We consider these datasets to be different domains since they represent different disease populations (colon vs. breast cancer) and are sourced from different institutions (Mayo Clinic vs. UPMC). While these two diseases are distinct, and there will undoubtedly be lexical variation, we also expect there to be some lexical overlap, as terms like tumor should be shared. Therefore, the generalizability experiments we perform probably represent a conservative estimate of the difficulty of adapting a coreference system to a new disease domain.

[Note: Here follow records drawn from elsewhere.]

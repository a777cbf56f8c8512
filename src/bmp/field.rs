//! Little-endian header field reader over a byte slice.

/// Cursor over BMP bytes that reads fixed-offset little-endian fields.
///
/// Reads past the end of the data yield `0` for each missing byte instead of
/// failing, so a truncated header still produces a (usually inconsistent)
/// set of fields that the size check then rejects.
pub struct FieldReader<'a> {
    data: &'a [u8],
    pos: usize,
}

impl<'a> FieldReader<'a> {
    pub fn new(data: &'a [u8]) -> Self {
        Self { data, pos: 0 }
    }

    /// Current cursor position, never past the end of the data.
    pub fn position(&self) -> usize {
        self.pos
    }

    /// Move the cursor to `pos`, clamped to the end of the data.
    pub fn seek(&mut self, pos: usize) {
        self.pos = pos.min(self.data.len());
    }

    /// Seek to `offset` and read a `width`-byte little-endian unsigned integer.
    ///
    /// `width` is 1 to 4; larger widths are read as 4.
    pub fn read_uint(&mut self, offset: usize, width: usize) -> u32 {
        debug_assert!((1..=4).contains(&width), "field width {width} out of range");
        self.seek(offset);
        let mut value = 0u32;
        for i in 0..width.min(4) {
            let byte = match offset.checked_add(i).and_then(|at| self.data.get(at)) {
                Some(&b) => b,
                None => 0,
            };
            value |= u32::from(byte) << (8 * i);
        }
        self.seek(offset.saturating_add(width.min(4)));
        value
    }

    pub fn read_u16_at(&mut self, offset: usize) -> u16 {
        self.read_uint(offset, 2) as u16
    }

    pub fn read_u32_at(&mut self, offset: usize) -> u32 {
        self.read_uint(offset, 4)
    }

    /// Copy `buf.len()` bytes from the cursor, zero-filling past the end.
    /// Returns how many bytes were actually present.
    pub fn read_into(&mut self, buf: &mut [u8]) -> usize {
        let available = self.data.len().saturating_sub(self.pos).min(buf.len());
        buf[..available].copy_from_slice(&self.data[self.pos..self.pos + available]);
        buf[available..].fill(0);
        self.pos += available;
        available
    }

    /// Advance the cursor by `n` bytes, clamped to the end of the data.
    pub fn skip(&mut self, n: usize) {
        self.seek(self.pos.saturating_add(n));
    }
}

/// One-shot little-endian read of `width` bytes at `offset`.
pub fn read_le_uint(data: &[u8], offset: usize, width: usize) -> u32 {
    FieldReader::new(data).read_uint(offset, width)
}

#[cfg(test)]
mod tests {
    use super::*;

    #[test]
    fn reads_little_endian_fields() {
        let data = [0x42, 0x4d, 0x3a, 0x00, 0x00, 0x00, 0x18, 0x00];
        let mut reader = FieldReader::new(&data);
        assert_eq!(reader.read_uint(0, 1), 0x42);
        assert_eq!(reader.read_uint(0, 2), 0x4d42);
        assert_eq!(reader.read_u32_at(2), 58);
        assert_eq!(reader.read_u16_at(6), 24);
    }

    #[test]
    fn cursor_lands_after_field() {
        let data = [0u8; 16];
        let mut reader = FieldReader::new(&data);
        reader.read_uint(10, 4);
        assert_eq!(reader.position(), 14);
        reader.read_uint(3, 1);
        assert_eq!(reader.position(), 4);
    }

    #[test]
    fn missing_bytes_read_as_zero() {
        let data = [0xff, 0xff, 0x01];
        assert_eq!(read_le_uint(&data, 1, 4), 0x01ff);
        assert_eq!(read_le_uint(&data, 3, 4), 0);
        assert_eq!(read_le_uint(&data, usize::MAX, 2), 0);

        let mut reader = FieldReader::new(&data);
        reader.read_uint(2, 4);
        assert_eq!(reader.position(), data.len());
    }

    #[test]
    fn read_into_zero_fills() {
        let data = [1u8, 2, 3];
        let mut reader = FieldReader::new(&data);
        reader.seek(1);
        let mut buf = [9u8; 4];
        assert_eq!(reader.read_into(&mut buf), 2);
        assert_eq!(buf, [2, 3, 0, 0]);
        assert_eq!(reader.read_into(&mut buf), 0);
        assert_eq!(buf, [0; 4]);
    }

    #[test]
    fn skip_clamps_to_end() {
        let data = [1u8, 2, 3, 4, 5];
        let mut reader = FieldReader::new(&data);
        reader.skip(2);
        let mut buf = [0u8; 1];
        reader.read_into(&mut buf);
        assert_eq!(buf, [3]);
        reader.skip(usize::MAX);
        assert_eq!(reader.position(), data.len());
    }
}
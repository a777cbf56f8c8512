//! Per-pixel color transforms.
//!
//! Channel math is done in `u32`/`f64` and converted back with `as u8`, which
//! truncates toward zero and saturates to `0..=255`.

use crate::pixel::{BLACK, Pixel, PixelGrid, WHITE};

/// Factor used by [`lighten`].
pub const LIGHTEN_FACTOR: f64 = 0.6;
/// Factor used by [`darken`].
pub const DARKEN_FACTOR: f64 = 0.55;
/// Factor used by [`clarendon`].
pub const CLARENDON_FACTOR: f64 = 0.3;

/// Tone curve average at or above which a pixel is lightened.
const BRIGHT_THRESHOLD: u32 = 170;
/// Tone curve average below which a pixel is darkened.
const DARK_THRESHOLD: u32 = 90;
/// `255 / 2` with integer division.
const CONTRAST_THRESHOLD: u32 = 127;
const QUANTIZE_WHITE_SUM: u32 = 550;
const QUANTIZE_BLACK_SUM: u32 = 150;

fn average(px: Pixel) -> u32 {
    (u32::from(px.r) + u32::from(px.g) + u32::from(px.b)) / 3
}

fn channel_sum(px: Pixel) -> u32 {
    u32::from(px.r) + u32::from(px.g) + u32::from(px.b)
}

/// `c * factor`, truncated.
fn scale_channel(c: u8, factor: f64) -> u8 {
    (f64::from(c) * factor) as u8
}

/// `255 - (255 - c) * factor`, truncated.
fn lift_channel(c: u8, factor: f64) -> u8 {
    (255.0 - f64::from(255 - c) * factor) as u8
}

fn scale(px: Pixel, factor: f64) -> Pixel {
    Pixel::new(
        scale_channel(px.r, factor),
        scale_channel(px.g, factor),
        scale_channel(px.b, factor),
    )
}

fn lift(px: Pixel, factor: f64) -> Pixel {
    Pixel::new(
        lift_channel(px.r, factor),
        lift_channel(px.g, factor),
        lift_channel(px.b, factor),
    )
}

/// Darken toward the corners.
///
/// Each channel is scaled by `(rows - d) / rows`, where `d` is the Euclidean
/// distance from the pixel to `(rows / 2, cols / 2)`. On wide images the
/// factor goes negative far from the center; those channels clamp to 0.
pub fn vignette(mut grid: PixelGrid) -> PixelGrid {
    let rows = grid.num_rows();
    let cols = grid.num_columns();
    if grid.is_empty() {
        return grid;
    }
    let center_row = (rows / 2) as f64;
    let center_col = (cols / 2) as f64;
    let rows_f = rows as f64;

    for row in 0..rows {
        let dy = row as f64 - center_row;
        for (col, px) in grid.row_mut(row).iter_mut().enumerate() {
            let dx = col as f64 - center_col;
            let distance = (dx * dx + dy * dy).sqrt();
            *px = scale(*px, (rows_f - distance) / rows_f);
        }
    }
    grid
}

/// Push bright pixels brighter and dark pixels darker.
///
/// Pixels whose channel average is at least 170 become `255 - (255 - c) *
/// factor`; those below 90 become `c * factor`; the rest are unchanged.
/// `factor` is expected in `0.0..=1.0`; results outside the channel range
/// saturate.
pub fn tone_curve(grid: PixelGrid, factor: f64) -> PixelGrid {
    grid.map_pixels(|px| {
        let avg = average(px);
        if avg >= BRIGHT_THRESHOLD {
            lift(px, factor)
        } else if avg < DARK_THRESHOLD {
            scale(px, factor)
        } else {
            px
        }
    })
}

/// [`tone_curve`] with [`CLARENDON_FACTOR`].
pub fn clarendon(grid: PixelGrid) -> PixelGrid {
    tone_curve(grid, CLARENDON_FACTOR)
}

/// Replace each pixel with the truncated average of its channels.
pub fn grayscale(grid: PixelGrid) -> PixelGrid {
    grid.map_pixels(|px| {
        let v = average(px) as u8;
        Pixel::new(v, v, v)
    })
}

/// Black and white only: average of 127 or more becomes white.
pub fn high_contrast(grid: PixelGrid) -> PixelGrid {
    grid.map_pixels(|px| {
        if average(px) >= CONTRAST_THRESHOLD {
            WHITE
        } else {
            BLACK
        }
    })
}

pub fn lighten(grid: PixelGrid) -> PixelGrid {
    grid.map_pixels(|px| lift(px, LIGHTEN_FACTOR))
}

pub fn darken(grid: PixelGrid) -> PixelGrid {
    grid.map_pixels(|px| scale(px, DARKEN_FACTOR))
}

/// Reduce to white, black, red, green and blue.
///
/// Channel sum of 550 or more is white, 150 or less is black. Otherwise the
/// pixel becomes pure green if green is strictly the largest channel, pure
/// blue if blue is, and pure red in every other case (including ties).
pub fn quantize_five(grid: PixelGrid) -> PixelGrid {
    grid.map_pixels(|px| {
        let sum = channel_sum(px);
        if sum >= QUANTIZE_WHITE_SUM {
            WHITE
        } else if sum <= QUANTIZE_BLACK_SUM {
            BLACK
        } else if px.g > px.r && px.g > px.b {
            Pixel::new(0, 255, 0)
        } else if px.b > px.r && px.b > px.g {
            Pixel::new(0, 0, 255)
        } else {
            Pixel::new(255, 0, 0)
        }
    })
}
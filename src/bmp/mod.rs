//! 24-bit BMP decoder and encoder (internal).
//!
//! Use top-level [`crate::decode_bmp`], [`crate::encode_bmp`], etc.

mod decode;
mod encode;
pub(crate) mod field;

pub use decode::BmpPermissiveness;
pub(crate) use decode::{BmpHeader, parse_bmp_header};

use enough::Stop;

use crate::error::BitmapError;
use crate::limits::Limits;
use crate::pixel::PixelGrid;

/// Decode BMP data into a grid.
pub(crate) fn decode(
    data: &[u8],
    limits: Option<&Limits>,
    permissiveness: BmpPermissiveness,
    stop: &dyn Stop,
) -> Result<PixelGrid, BitmapError> {
    let header = parse_bmp_header(data);
    decode::validate_header(&header, data.len(), permissiveness)?;
    check_limits(limits, header.width, header.height)?;
    stop.check()?;
    let grid = decode::decode_bmp_pixels(data, &header, stop)?;
    log::debug!(
        "decoded {}x{} BMP ({} bpp, data offset {}, row padding {})",
        header.width,
        header.height,
        header.bits_per_pixel,
        header.data_offset,
        header.row_padding()
    );
    Ok(grid)
}

fn check_limits(limits: Option<&Limits>, width: u32, height: u32) -> Result<(), BitmapError> {
    if let Some(limits) = limits {
        limits.check(width, height)?;
        let out_bytes = u64::from(width) * u64::from(height) * 3;
        limits.check_memory(out_bytes)?;
    }
    Ok(())
}

/// Encode a grid to BMP.
pub(crate) fn encode(grid: &PixelGrid, stop: &dyn Stop) -> Result<Vec<u8>, BitmapError> {
    let out = encode::encode_bmp(grid, stop)?;
    log::debug!(
        "encoded {}x{} grid as {} byte BMP",
        grid.width(),
        grid.height(),
        out.len()
    );
    Ok(out)
}
use crate::error::BitmapError;

/// Resource limits applied before a decoded grid is allocated.
///
/// All fields default to `None` (no limit).
#[derive(Clone, Debug, Default)]
pub struct Limits {
    pub max_width: Option<u64>,
    pub max_height: Option<u64>,
    /// Maximum pixel count (width * height).
    pub max_pixels: Option<u64>,
    /// Maximum bytes for the output grid allocation.
    pub max_memory_bytes: Option<u64>,
}

impl Limits {
    /// Check dimensions against limits. Returns Ok(()) or LimitExceeded error.
    pub(crate) fn check(&self, width: u32, height: u32) -> Result<(), BitmapError> {
        if let Some(max_w) = self.max_width {
            if u64::from(width) > max_w {
                return Err(BitmapError::LimitExceeded(format!(
                    "width {width} exceeds limit {max_w}"
                )));
            }
        }
        if let Some(max_h) = self.max_height {
            if u64::from(height) > max_h {
                return Err(BitmapError::LimitExceeded(format!(
                    "height {height} exceeds limit {max_h}"
                )));
            }
        }
        if let Some(max_px) = self.max_pixels {
            let pixels = u64::from(width) * u64::from(height);
            if pixels > max_px {
                return Err(BitmapError::LimitExceeded(format!(
                    "pixel count {pixels} exceeds limit {max_px}"
                )));
            }
        }
        Ok(())
    }

    pub(crate) fn check_memory(&self, bytes: u64) -> Result<(), BitmapError> {
        if let Some(max_mem) = self.max_memory_bytes {
            if bytes > max_mem {
                return Err(BitmapError::LimitExceeded(format!(
                    "allocation {bytes} bytes exceeds memory limit {max_mem}"
                )));
            }
        }
        Ok(())
    }
}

We use one large external data source, the MIMIC II corpus,[30] for training word embeddings as described above, to use as features in our classifiers. Learning these representations requires large unlabeled text datasets, typically several orders of magnitude larger than gold standard annotated coreference datasets. Therefore, the relatively large MIMIC corpus is more appropriate for this purpose than the THYME or DeepPhe corpora.

2.3 Research Questions

In our evaluation, we are concerned with several variables around coreference system development. Our first research question is whether consideration of chains (mention-synchronous system) can improve performance over pairwise systems (mention-pair system). For the fairest possible comparison, we strive for feature parity. Since the two systems use different architectures they are not exactly the same, but this is part of what the experiment is meant to measure – whether the different form of features used by a cluster-based system has value. For both systems we use Liblinear[31] for our machine learning, a fast, high-performing linear support vector machine implementation, with L2 regularization. Early experiments with non-linear kernels did not show any improvement and took substantially longer to train. We performed a grid search to find the best value for the regularization parameter C on the development set, then retrained the system on the training and development data with the optimal parameter, finally testing on the held out test data.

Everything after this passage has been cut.